Gather every line in the records below that contains the word "Result".

+===+

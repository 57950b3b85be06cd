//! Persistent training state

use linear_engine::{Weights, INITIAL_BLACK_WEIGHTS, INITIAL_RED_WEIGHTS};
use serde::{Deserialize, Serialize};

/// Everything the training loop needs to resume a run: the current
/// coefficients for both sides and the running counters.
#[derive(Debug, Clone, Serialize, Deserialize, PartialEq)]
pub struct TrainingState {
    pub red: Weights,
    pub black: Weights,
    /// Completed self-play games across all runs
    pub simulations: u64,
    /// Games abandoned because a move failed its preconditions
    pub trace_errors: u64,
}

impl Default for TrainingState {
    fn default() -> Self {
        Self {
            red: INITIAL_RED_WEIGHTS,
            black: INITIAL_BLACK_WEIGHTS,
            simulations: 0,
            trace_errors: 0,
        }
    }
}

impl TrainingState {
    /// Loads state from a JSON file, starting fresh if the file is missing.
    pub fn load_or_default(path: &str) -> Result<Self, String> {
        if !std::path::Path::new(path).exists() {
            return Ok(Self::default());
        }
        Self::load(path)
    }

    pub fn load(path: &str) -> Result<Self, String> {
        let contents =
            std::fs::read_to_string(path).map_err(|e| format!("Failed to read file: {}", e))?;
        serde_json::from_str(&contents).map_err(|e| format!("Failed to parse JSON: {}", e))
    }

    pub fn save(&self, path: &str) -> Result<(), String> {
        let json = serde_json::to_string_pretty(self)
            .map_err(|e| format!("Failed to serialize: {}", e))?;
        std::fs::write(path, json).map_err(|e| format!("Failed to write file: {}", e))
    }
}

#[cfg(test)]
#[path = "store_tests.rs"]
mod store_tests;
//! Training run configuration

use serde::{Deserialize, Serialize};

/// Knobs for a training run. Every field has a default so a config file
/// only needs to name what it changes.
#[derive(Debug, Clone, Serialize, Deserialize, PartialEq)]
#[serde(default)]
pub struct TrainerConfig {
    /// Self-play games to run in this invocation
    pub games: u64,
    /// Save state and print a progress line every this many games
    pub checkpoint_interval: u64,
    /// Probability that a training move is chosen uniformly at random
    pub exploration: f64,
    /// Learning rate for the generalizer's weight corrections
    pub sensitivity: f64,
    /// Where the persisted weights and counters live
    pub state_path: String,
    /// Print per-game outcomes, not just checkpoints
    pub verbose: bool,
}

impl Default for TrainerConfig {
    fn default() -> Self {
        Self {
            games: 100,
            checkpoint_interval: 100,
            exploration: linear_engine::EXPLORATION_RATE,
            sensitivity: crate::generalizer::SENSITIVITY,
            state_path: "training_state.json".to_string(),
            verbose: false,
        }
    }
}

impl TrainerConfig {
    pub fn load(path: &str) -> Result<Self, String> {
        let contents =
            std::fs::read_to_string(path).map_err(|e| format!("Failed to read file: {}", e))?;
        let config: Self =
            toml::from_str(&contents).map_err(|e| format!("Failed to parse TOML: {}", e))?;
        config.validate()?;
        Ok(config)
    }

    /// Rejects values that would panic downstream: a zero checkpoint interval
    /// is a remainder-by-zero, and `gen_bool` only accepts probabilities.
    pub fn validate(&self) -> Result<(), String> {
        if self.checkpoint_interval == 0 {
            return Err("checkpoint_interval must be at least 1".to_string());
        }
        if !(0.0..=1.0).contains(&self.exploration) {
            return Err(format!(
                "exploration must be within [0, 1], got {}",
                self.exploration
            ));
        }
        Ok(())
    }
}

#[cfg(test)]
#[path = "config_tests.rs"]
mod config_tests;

+===+

Answer box:
    pub fn load_or_default(path: &str) -> Result<Self, String> {
    pub fn load(path: &str) -> Result<Self, String> {
    pub fn save(&self, path: &str) -> Result<(), String> {
    pub fn load(path: &str) -> Result<Self, String> {
    pub fn validate(&self) -> Result<(), String> {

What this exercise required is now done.